## [Exercise materials]
--------------------------------------------------

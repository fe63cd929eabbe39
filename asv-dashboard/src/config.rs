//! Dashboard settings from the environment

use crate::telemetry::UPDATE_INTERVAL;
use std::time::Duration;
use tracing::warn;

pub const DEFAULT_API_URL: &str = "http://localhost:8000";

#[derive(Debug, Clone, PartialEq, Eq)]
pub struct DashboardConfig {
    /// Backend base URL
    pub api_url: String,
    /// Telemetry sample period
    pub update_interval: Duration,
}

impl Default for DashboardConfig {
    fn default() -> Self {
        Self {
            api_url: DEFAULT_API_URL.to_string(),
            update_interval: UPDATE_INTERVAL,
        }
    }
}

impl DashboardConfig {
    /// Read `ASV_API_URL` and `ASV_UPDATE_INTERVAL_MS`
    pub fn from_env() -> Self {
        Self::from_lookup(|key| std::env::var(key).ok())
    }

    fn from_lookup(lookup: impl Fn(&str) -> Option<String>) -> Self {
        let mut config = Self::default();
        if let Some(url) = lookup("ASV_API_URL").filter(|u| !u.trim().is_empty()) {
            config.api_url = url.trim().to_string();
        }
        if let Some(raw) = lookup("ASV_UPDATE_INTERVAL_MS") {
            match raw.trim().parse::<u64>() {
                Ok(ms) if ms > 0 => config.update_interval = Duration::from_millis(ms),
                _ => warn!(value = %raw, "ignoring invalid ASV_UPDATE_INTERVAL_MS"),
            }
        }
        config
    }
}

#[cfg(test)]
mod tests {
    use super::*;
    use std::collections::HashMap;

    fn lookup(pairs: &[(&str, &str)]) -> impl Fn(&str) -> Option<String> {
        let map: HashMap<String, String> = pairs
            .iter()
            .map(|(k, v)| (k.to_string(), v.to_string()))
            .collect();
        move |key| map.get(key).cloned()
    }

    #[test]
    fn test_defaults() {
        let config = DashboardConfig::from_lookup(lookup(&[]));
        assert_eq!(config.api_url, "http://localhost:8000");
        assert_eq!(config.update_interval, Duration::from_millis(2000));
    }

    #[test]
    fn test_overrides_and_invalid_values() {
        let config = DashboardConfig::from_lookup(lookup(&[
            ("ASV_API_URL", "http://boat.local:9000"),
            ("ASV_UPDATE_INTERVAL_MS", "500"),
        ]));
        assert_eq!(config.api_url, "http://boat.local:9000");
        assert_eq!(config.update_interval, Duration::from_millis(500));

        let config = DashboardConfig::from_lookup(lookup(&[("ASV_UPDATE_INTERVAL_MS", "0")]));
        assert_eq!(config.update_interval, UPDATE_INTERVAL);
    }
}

--------------------------------------------------

Go through the data, and copy each line in which the word "pairs" appears.

## [Answer area]
    fn lookup(pairs: &[(&str, &str)]) -> impl Fn(&str) -> Option<String> {
        let map: HashMap<String, String> = pairs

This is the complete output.